Inscrit le: 27 May 2006
Messages: 196

Messageécrit le Wednesday 26 Jul 06, 15:43 Répondre en citant ce message   

Je reposte ici une contribution que j'ai déjà postée sur le forum du Kotava, car apparemment, un simple lien ne suffit pas, il faut fournir son nom d'utilisateur et son mot de passe. Comme j'aborde le domaine maudit de la cognition, qui me vaut généralement des volées de pierres, je poste dans le Café Babel puisqu'il est annoncé "convivial". Qu'y a-t-il de plus convivial que de discuter cognition autour d'un bon café ? Il va sans dire que des retours argumentés m'intéresseraient...

1. Définition du périmètre de l’étude

L’étude comporte deux parties :
- la localisation statique (paragraphes 3 à 6)
- le mouvement (localisation dynamique, paragraphe 7)

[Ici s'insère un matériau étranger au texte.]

//! Filter helpers for Qdrant queries scoped to one resume.

use serde_json::{Value, json};

/// Compose the payload filter matching every point owned by a resume id.
pub fn build_resume_filter(resume_id: &str) -> Value {
    json!({
        "must": [
            {
                "key": "resume_id",
                "match": { "value": resume_id }
            }
        ]
    })
}
//! Bullet-point summarization of resume text.

use crate::llm::ChatClient;
use async_trait::async_trait;

const SUMMARY_PROMPT: &str = "You are a resume summarizer. \
Summarize the resume text provided as concise bullet points, one per line, each starting \
with \"- \". Cover, when present: personal information, education, work experience, \
skills, projects, certifications, interests, and references. Keep each bullet direct and \
concise.";

/// Produces a free-text summary of resume text; never fails.
#[async_trait]
pub trait Summarizer: Send + Sync {
    /// Summarize the text, falling back to an empty string on failure.
    async fn summarize(&self, text: &str) -> String;
}

/// Summarizer backed by the chat completions client.
pub struct LlmSummarizer {
    chat: ChatClient,
}

impl LlmSummarizer {
    /// Wrap a chat client for summarization.
    pub fn new(chat: ChatClient) -> Self {
        Self { chat }
    }
}

#[async_trait]
impl Summarizer for LlmSummarizer {
    async fn summarize(&self, text: &str) -> String {
        let user_content = format!("Resume text: {text}");
        match self.chat.complete(SUMMARY_PROMPT, &user_content, false).await {
            Ok(summary) => summary.trim().to_string(),
            Err(error) => {
                tracing::warn!(error = %error, "Summarization failed; using empty summary");
                String::new()
            }
        }
    }
}

#[cfg(test)]
mod tests {
    use super::*;
    use httpmock::{Method::POST, MockServer};
    use serde_json::json;

    fn summarizer(base_url: String) -> LlmSummarizer {
        LlmSummarizer::new(ChatClient::new(base_url, None, "test-model").expect("client"))
    }

    #[tokio::test]
    async fn returns_trimmed_summary_content() {
        let server = MockServer::start_async().await;
        server
            .mock_async(|when, then| {
                when.method(POST).path("/chat/completions");
                then.status(200).json_body(json!({
                    "choices": [{ "message": { "content": "\n- Senior engineer\n- Python, AWS\n" } }]
                }));
            })
            .await;

        let summary = summarizer(server.base_url()).summarize("resume body").await;
        assert_eq!(summary, "- Senior engineer\n- Python, AWS");
    }

    #[tokio::test]
    async fn provider_failure_yields_empty_summary() {
        let server = MockServer::start_async().await;
        server
            .mock_async(|when, then| {
                when.method(POST).path("/chat/completions");
                then.status(502).body("bad gateway");
            })
            .await;

        let summary = summarizer(server.base_url()).summarize("resume body").await;
        assert!(summary.is_empty());
    }
}
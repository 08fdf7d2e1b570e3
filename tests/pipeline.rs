//! End-to-end pipeline tests with stubbed collaborators.

use applicantbuddy::{
    llm::{FieldExtractor, ResumeFields, Summarizer},
    metrics::IntakeMetrics,
    ocr::{OcrError, TextExtractor},
    processing::{IndexingError, PipelineError, ResumeIndex, ResumeMatch, ResumePipeline, SearchRequest},
    qdrant::ResumeMetadata,
    resume::{InMemoryResumeStore, Resume, ResumeStatus, ResumeStore},
};
use async_trait::async_trait;
use std::sync::{Arc, Mutex};

struct StubExtractor {
    text: Result<String, String>,
}

#[async_trait]
impl TextExtractor for StubExtractor {
    async fn extract(&self, _file_path: &str, _file_name: &str) -> Result<String, OcrError> {
        match &self.text {
            Ok(text) => Ok(text.clone()),
            Err(message) => Err(OcrError::Io(std::io::Error::new(
                std::io::ErrorKind::Other,
                message.clone(),
            ))),
        }
    }
}

struct StubSummarizer;

#[async_trait]
impl Summarizer for StubSummarizer {
    async fn summarize(&self, _text: &str) -> String {
        "- Senior software engineer\n- Python and AWS background".to_string()
    }
}

struct StubFieldExtractor;

#[async_trait]
impl FieldExtractor for StubFieldExtractor {
    async fn extract_fields(&self, _text: &str) -> ResumeFields {
        ResumeFields {
            full_name: "Jane Doe".into(),
            email: "jane@example.org".into(),
            phone: "+1 555 0100".into(),
            address: "Portland, OR".into(),
            category: "software_engineer".into(),
            skills: vec!["Python".into(), "AWS".into()],
            strengths: vec!["fast learner".into()],
        }
    }
}

#[derive(Default)]
struct RecordingIndex {
    fail: bool,
    stored: Mutex<Vec<(String, String, ResumeMetadata)>>,
}

#[async_trait]
impl ResumeIndex for RecordingIndex {
    async fn store(
        &self,
        resume_id: &str,
        text: &str,
        metadata: ResumeMetadata,
    ) -> Result<usize, IndexingError> {
        if self.fail {
            return Err(IndexingError::EmptyEmbedding);
        }
        self.stored
            .lock()
            .unwrap()
            .push((resume_id.to_string(), text.to_string(), metadata));
        Ok(3)
    }

    async fn search(&self, _request: SearchRequest) -> Result<Vec<ResumeMatch>, IndexingError> {
        Ok(Vec::new())
    }

    async fn delete(&self, _resume_id: &str) -> Result<(), IndexingError> {
        Ok(())
    }
}

struct Harness {
    store: Arc<InMemoryResumeStore>,
    index: Arc<RecordingIndex>,
    metrics: Arc<IntakeMetrics>,
    pipeline: ResumePipeline,
}

fn harness(extracted: Result<&str, &str>, index_fails: bool) -> Harness {
    let store = Arc::new(InMemoryResumeStore::new());
    let index = Arc::new(RecordingIndex {
        fail: index_fails,
        stored: Mutex::new(Vec::new()),
    });
    let metrics = Arc::new(IntakeMetrics::new());
    let pipeline = ResumePipeline::new(
        store.clone(),
        Arc::new(StubExtractor {
            text: extracted.map(str::to_string).map_err(str::to_string),
        }),
        Arc::new(StubSummarizer),
        Arc::new(StubFieldExtractor),
        index.clone(),
        metrics.clone(),
    );
    Harness {
        store,
        index,
        metrics,
        pipeline,
    }
}

async fn seed_pending(store: &InMemoryResumeStore) -> Resume {
    let resume = Resume::new("jane.pdf", "public/resumes/jane.pdf");
    store.save(&resume).await.unwrap();
    resume
}

#[tokio::test]
async fn successful_run_completes_record_with_extracted_fields() {
    let harness = harness(Ok("Jane Doe, Software Engineer, Python, AWS"), false);
    let resume = seed_pending(&harness.store).await;

    harness.pipeline.process(&resume.id).await.expect("pipeline run");

    let record = harness.store.get(&resume.id).await.unwrap().expect("record");
    assert_eq!(record.status, ResumeStatus::Completed);
    assert_eq!(record.fullname, "Jane Doe");
    assert_eq!(record.category, "software_engineer");
    assert_eq!(record.skills, vec!["Python", "AWS"]);
    assert_eq!(record.raw_text, "Jane Doe, Software Engineer, Python, AWS");
    assert!(record.summary.starts_with("- Senior software engineer"));
    assert!(record.updated_at >= record.created_at);

    let snapshot = harness.metrics.snapshot();
    assert_eq!(snapshot.resumes_processed, 1);
    assert_eq!(snapshot.chunks_indexed, 3);
    assert_eq!(snapshot.resumes_failed, 0);
}

#[tokio::test]
async fn indexed_chunks_carry_record_metadata() {
    let harness = harness(Ok("Jane Doe resume body"), false);
    let resume = seed_pending(&harness.store).await;

    harness.pipeline.process(&resume.id).await.expect("pipeline run");

    let stored = harness.index.stored.lock().unwrap();
    assert_eq!(stored.len(), 1);
    let (stored_id, stored_text, metadata) = &stored[0];
    assert_eq!(stored_id, &resume.id);
    assert_eq!(stored_text, "Jane Doe resume body");
    assert_eq!(metadata.fullname.as_deref(), Some("Jane Doe"));
    assert_eq!(metadata.file_name.as_deref(), Some("jane.pdf"));
    assert_eq!(
        metadata.skills.as_deref(),
        Some(["Python".to_string(), "AWS".to_string()].as_slice())
    );
}

#[tokio::test]
async fn extraction_failure_rolls_back_to_pending_and_propagates() {
    let harness = harness(Err("scanner offline"), false);
    let resume = seed_pending(&harness.store).await;

    let error = harness
        .pipeline
        .process(&resume.id)
        .await
        .expect_err("extraction failure should propagate");
    assert!(matches!(error, PipelineError::Extraction(_)));

    let record = harness.store.get(&resume.id).await.unwrap().expect("record");
    assert_eq!(record.status, ResumeStatus::Pending);
    assert!(record.fullname.is_empty());
    assert!(harness.index.stored.lock().unwrap().is_empty());
    assert_eq!(harness.metrics.snapshot().resumes_failed, 1);
}

#[tokio::test]
async fn indexing_failure_still_completes_the_record() {
    let harness = harness(Ok("Jane Doe resume body"), true);
    let resume = seed_pending(&harness.store).await;

    harness.pipeline.process(&resume.id).await.expect("pipeline run");

    let record = harness.store.get(&resume.id).await.unwrap().expect("record");
    assert_eq!(record.status, ResumeStatus::Completed);
    assert_eq!(record.fullname, "Jane Doe");
    assert_eq!(record.summary.is_empty(), false);

    let snapshot = harness.metrics.snapshot();
    assert_eq!(snapshot.resumes_processed, 1);
    assert_eq!(snapshot.chunks_indexed, 0);
}

#[tokio::test]
async fn empty_extracted_text_skips_vectorization() {
    let harness = harness(Ok("   \n  "), false);
    let resume = seed_pending(&harness.store).await;

    harness.pipeline.process(&resume.id).await.expect("pipeline run");

    let record = harness.store.get(&resume.id).await.unwrap().expect("record");
    assert_eq!(record.status, ResumeStatus::Completed);
    assert!(harness.index.stored.lock().unwrap().is_empty());
    assert_eq!(harness.metrics.snapshot().chunks_indexed, 0);
}

#[tokio::test]
async fn unknown_resume_id_is_an_error() {
    let harness = harness(Ok("text"), false);

    let error = harness
        .pipeline
        .process("no-such-id")
        .await
        .expect_err("unknown id");
    assert!(matches!(error, PipelineError::NotFound(id) if id == "no-such-id"));
    assert_eq!(harness.metrics.snapshot().resumes_failed, 0);
}
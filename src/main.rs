use applicantbuddy::{
    api::{self, AppState},
    config,
    embedding::HashEmbeddingClient,
    llm::{ChatClient, LlmFieldExtractor, LlmSummarizer},
    logging,
    metrics::IntakeMetrics,
    ocr::OcrClient,
    processing::{IndexingService, ResumePipeline},
    queue::ResumeQueue,
    resume::InMemoryResumeStore,
};
use std::sync::Arc;
use tokio::net::TcpListener;

#[tokio::main]
async fn main() {
    config::init_config();
    logging::init_tracing();
    let config = config::get_config();

    let embedding = Box::new(HashEmbeddingClient::new(config.embedding_dimension));
    let index = Arc::new(
        IndexingService::connect(embedding)
            .await
            .expect("Failed to connect to Qdrant"),
    );
    let extractor = Arc::new(OcrClient::from_config().expect("Failed to build OCR client"));
    let summarizer = Arc::new(LlmSummarizer::new(
        ChatClient::from_config().expect("Failed to build chat client"),
    ));
    let fields = Arc::new(LlmFieldExtractor::new(
        ChatClient::from_config().expect("Failed to build chat client"),
    ));
    let store = Arc::new(InMemoryResumeStore::new());
    let metrics = Arc::new(IntakeMetrics::new());

    let pipeline = Arc::new(ResumePipeline::new(
        store.clone(),
        extractor,
        summarizer,
        fields,
        index.clone(),
        metrics.clone(),
    ));
    let queue = Arc::new(ResumeQueue::start(pipeline, config.worker_count));

    let app = api::create_router(AppState {
        store,
        index,
        queue,
        metrics,
        storage_dir: config.storage_dir.clone(),
    });

    let (listener, port) = bind_listener().await.expect("Failed to bind listener");
    tracing::info!("Listening on http://0.0.0.0:{}", port);
    axum::serve(listener, app).await.unwrap();
}

async fn bind_listener() -> Result<(TcpListener, u16), std::io::Error> {
    use std::net::Ipv4Addr;

    let config = config::get_config();
    if let Some(port) = config.server_port {
        return TcpListener::bind((Ipv4Addr::UNSPECIFIED, port))
            .await
            .map(|listener| (listener, port));
    }

    const PORT_RANGE: std::ops::RangeInclusive<u16> = 8000..=8099;
    for port in PORT_RANGE {
        match TcpListener::bind((Ipv4Addr::UNSPECIFIED, port)).await {
            Ok(listener) => {
                tracing::debug!(port, "Bound server port");
                return Ok((listener, port));
            }
            Err(err) if err.kind() == std::io::ErrorKind::AddrInUse => {
                tracing::debug!(port, "Port already in use; trying next");
                continue;
            }
            Err(err) => return Err(err),
        }
    }

    Err(std::io::Error::new(
        std::io::ErrorKind::AddrNotAvailable,
        "No available port found in range 8000-8099",
    ))
}
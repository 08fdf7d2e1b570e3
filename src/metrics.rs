use std::sync::atomic::{AtomicU64, Ordering};

/// Thread-safe counters describing intake activity.
#[derive(Default)]
pub struct IntakeMetrics {
    resumes_processed: AtomicU64,
    resumes_failed: AtomicU64,
    chunks_indexed: AtomicU64,
}

impl IntakeMetrics {
    /// Create an empty metrics accumulator.
    pub fn new() -> Self {
        Self::default()
    }

    /// Record a completed pipeline run and the number of chunks it indexed.
    pub fn record_processed(&self, chunk_count: u64) {
        self.resumes_processed.fetch_add(1, Ordering::Relaxed);
        self.chunks_indexed
            .fetch_add(chunk_count, Ordering::Relaxed);
    }

    /// Record a pipeline run that failed and rolled back to pending.
    pub fn record_failed(&self) {
        self.resumes_failed.fetch_add(1, Ordering::Relaxed);
    }

    /// Return a snapshot of the current counters.
    pub fn snapshot(&self) -> MetricsSnapshot {
        MetricsSnapshot {
            resumes_processed: self.resumes_processed.load(Ordering::Relaxed),
            resumes_failed: self.resumes_failed.load(Ordering::Relaxed),
            chunks_indexed: self.chunks_indexed.load(Ordering::Relaxed),
        }
    }
}

/// Immutable view of intake counters used for reporting.
#[derive(Debug, Clone, Copy, serde::Serialize)]
pub struct MetricsSnapshot {
    /// Number of resumes that completed processing since startup.
    pub resumes_processed: u64,
    /// Number of pipeline runs that failed and reset to pending.
    pub resumes_failed: u64,
    /// Total chunk count indexed across all processed resumes.
    pub chunks_indexed: u64,
}

#[cfg(test)]
mod tests {
    use super::*;

    #[test]
    fn records_processed_and_chunks() {
        let metrics = IntakeMetrics::new();
        metrics.record_processed(2);
        metrics.record_processed(3);

        let snapshot = metrics.snapshot();
        assert_eq!(snapshot.resumes_processed, 2);
        assert_eq!(snapshot.chunks_indexed, 5);
        assert_eq!(snapshot.resumes_failed, 0);
    }

    #[test]
    fn records_failures_independently() {
        let metrics = IntakeMetrics::new();
        metrics.record_failed();
        metrics.record_processed(1);

        let snapshot = metrics.snapshot();
        assert_eq!(snapshot.resumes_failed, 1);
        assert_eq!(snapshot.resumes_processed, 1);
    }
}
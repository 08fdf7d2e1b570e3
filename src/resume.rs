//! Resume records, the processing status state machine, and the record store seam.
//!
//! The store is an external collaborator: real deployments back it with a database, while
//! the bundled in-memory implementation serves the default binary and the test suite. The
//! pipeline is the only writer while a resume is `processing`; query handlers may read the
//! record at any time and can observe the intermediate status (progress polling is by
//! design). Concurrent runs on the same id are not mutually excluded.

use async_trait::async_trait;
use serde::{Deserialize, Serialize};
use std::collections::HashMap;
use thiserror::Error;
use time::OffsetDateTime;
use tokio::sync::RwLock;
use uuid::Uuid;

/// Processing status of a resume record.
///
/// Valid transitions: `Pending → Processing → Completed` on success, and
/// `Processing → Pending` when a run fails (allowing re-enqueue). `Completed` is not
/// terminal; a retry drives the record back through `Processing`.
#[derive(Debug, Clone, Copy, PartialEq, Eq, Serialize, Deserialize)]
#[serde(rename_all = "lowercase")]
pub enum ResumeStatus {
    /// Not yet processed, or reset after a failed run.
    Pending,
    /// A pipeline run is in flight.
    Processing,
    /// The last run finished successfully.
    Completed,
}

/// One resume: the job unit and its extracted output.
#[derive(Debug, Clone, Serialize, Deserialize)]
pub struct Resume {
    /// Opaque unique identifier.
    pub id: String,
    /// Creation timestamp, RFC3339.
    pub created_at: String,
    /// Last-update timestamp, RFC3339.
    pub updated_at: String,
    /// Original uploaded file name.
    pub file_name: String,
    /// Path of the stored file on disk.
    pub file_path: String,
    /// Extracted full name, empty until processed.
    #[serde(default)]
    pub fullname: String,
    /// Extracted email address.
    #[serde(default)]
    pub email: String,
    /// Extracted phone number.
    #[serde(default)]
    pub phone: String,
    /// Extracted postal address.
    #[serde(default)]
    pub address: String,
    /// Job category assigned by the extractor.
    #[serde(default)]
    pub category: String,
    /// Bullet-point summary produced by the summarizer.
    #[serde(default)]
    pub summary: String,
    /// Raw text recovered from the document.
    #[serde(default)]
    pub raw_text: String,
    /// Extracted skills.
    #[serde(default)]
    pub skills: Vec<String>,
    /// Extracted strengths.
    #[serde(default)]
    pub strengths: Vec<String>,
    /// Current processing status.
    pub status: ResumeStatus,
}

impl Resume {
    /// Create a fresh pending record for an uploaded file.
    pub fn new(file_name: impl Into<String>, file_path: impl Into<String>) -> Self {
        let now = now_rfc3339();
        Self {
            id: Uuid::new_v4().to_string(),
            created_at: now.clone(),
            updated_at: now,
            file_name: file_name.into(),
            file_path: file_path.into(),
            fullname: String::new(),
            email: String::new(),
            phone: String::new(),
            address: String::new(),
            category: String::new(),
            summary: String::new(),
            raw_text: String::new(),
            skills: Vec::new(),
            strengths: Vec::new(),
            status: ResumeStatus::Pending,
        }
    }

    /// Refresh the update timestamp; called before every persist.
    pub fn touch(&mut self) {
        self.updated_at = now_rfc3339();
    }
}

/// Current timestamp formatted for record storage.
pub(crate) fn now_rfc3339() -> String {
    OffsetDateTime::now_utc()
        .format(&time::format_description::well_known::Rfc3339)
        .unwrap_or_else(|_| "1970-01-01T00:00:00Z".to_string())
}

/// Errors surfaced by record store backends.
#[derive(Debug, Error)]
pub enum StoreError {
    /// Backend was unreachable or rejected the operation.
    #[error("Record store unavailable: {0}")]
    Unavailable(String),
}

/// Persistence seam for resume records.
#[async_trait]
pub trait ResumeStore: Send + Sync {
    /// Fetch a record by id, `None` when the id does not resolve.
    async fn get(&self, id: &str) -> Result<Option<Resume>, StoreError>;

    /// Insert or replace a record.
    async fn save(&self, resume: &Resume) -> Result<(), StoreError>;

    /// List all records, newest first.
    async fn list(&self) -> Result<Vec<Resume>, StoreError>;

    /// Remove a record, returning whether it existed.
    async fn delete(&self, id: &str) -> Result<bool, StoreError>;
}

/// In-memory store used by the default binary and tests.
#[derive(Default)]
pub struct InMemoryResumeStore {
    records: RwLock<HashMap<String, Resume>>,
}

impl InMemoryResumeStore {
    /// Create an empty store.
    pub fn new() -> Self {
        Self::default()
    }
}

#[async_trait]
impl ResumeStore for InMemoryResumeStore {
    async fn get(&self, id: &str) -> Result<Option<Resume>, StoreError> {
        Ok(self.records.read().await.get(id).cloned())
    }

    async fn save(&self, resume: &Resume) -> Result<(), StoreError> {
        self.records
            .write()
            .await
            .insert(resume.id.clone(), resume.clone());
        Ok(())
    }

    async fn list(&self) -> Result<Vec<Resume>, StoreError> {
        let mut records: Vec<Resume> = self.records.read().await.values().cloned().collect();
        records.sort_by(|a, b| b.created_at.cmp(&a.created_at).then(b.id.cmp(&a.id)));
        Ok(records)
    }

    async fn delete(&self, id: &str) -> Result<bool, StoreError> {
        Ok(self.records.write().await.remove(id).is_some())
    }
}

#[cfg(test)]
mod tests {
    use super::*;

    #[test]
    fn new_record_starts_pending_with_empty_output_fields() {
        let resume = Resume::new("cv.pdf", "public/resumes/cv.pdf");
        assert_eq!(resume.status, ResumeStatus::Pending);
        assert!(resume.fullname.is_empty());
        assert!(resume.skills.is_empty());
        assert!(!resume.id.is_empty());
        assert!(resume.created_at.contains('T'));
    }

    #[tokio::test]
    async fn store_round_trips_and_deletes() {
        let store = InMemoryResumeStore::new();
        let resume = Resume::new("cv.pdf", "public/resumes/cv.pdf");
        store.save(&resume).await.unwrap();

        let loaded = store.get(&resume.id).await.unwrap().expect("record");
        assert_eq!(loaded.file_name, "cv.pdf");

        assert!(store.delete(&resume.id).await.unwrap());
        assert!(!store.delete(&resume.id).await.unwrap());
        assert!(store.get(&resume.id).await.unwrap().is_none());
    }

    #[tokio::test]
    async fn list_returns_newest_first() {
        let store = InMemoryResumeStore::new();
        let mut first = Resume::new("a.pdf", "public/resumes/a.pdf");
        first.created_at = "2025-01-01T00:00:00Z".into();
        let mut second = Resume::new("b.pdf", "public/resumes/b.pdf");
        second.created_at = "2025-06-01T00:00:00Z".into();
        store.save(&first).await.unwrap();
        store.save(&second).await.unwrap();

        let listed = store.list().await.unwrap();
        assert_eq!(listed.len(), 2);
        assert_eq!(listed[0].file_name, "b.pdf");
    }
}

Sont considérés comme hors périmètre les concepts suivants :
- la quantification (mesure) : distances, angles…
- la précision (exactement à un endroit…)
- les comparatifs et superlatifs (plus loin que, le plus haut…)
- les notions proprement physiques (posé sur, caché derrière, traversant par force…)
- les concepts sociaux (chez…)

2. Postulats de base

a. une localisation est relative à quelque chose (un référent)

b. l’espace est conçu comme étant en 3 dimensions, même s’il est possible de raisonner sur 1 ou 2 dimensions seulement

c. la 3ème dimension (haut / bas) est conçue instinctivement de manière spécifique parce que notre environnement géo-physique nous le suggère

d. les directions significatives, quels que soient l’axe ou la combinaison d’axes considérés, sont basées sur les angles remarquables suivants :
- 0° (ex : face à)
- 90° (ex : zénith, par rapport à la surface de référence)
- 180 ° (dans la direction opposée à, derrière)
- 45° et ses multiples (ex : nord-est, sud-ouest ; à l’avant droit…). Les orientations de type « nord-nord-est » sont moins significatives.
- éventuellement 120° (division de l’espace en 3 aires)

e. les concepts étudiés ici doivent s’entendre comme relevant de « la conception que le locuteur se fait du monde » et non pas de « la réalité du monde ».

f. une langue peut toujours exprimer une localisation de manière imprécise et/ou partiellement implicite, toutefois une langue logique devrait être en mesure d’exprimer précisément les concepts étudiés ici lorsque nécessaire

3. Différenciation, discret / continu, unité / multiplicité

a. Un objet abstrait x peut être considéré comme spatialement confondu avec un objet y, ou spatialement différencié.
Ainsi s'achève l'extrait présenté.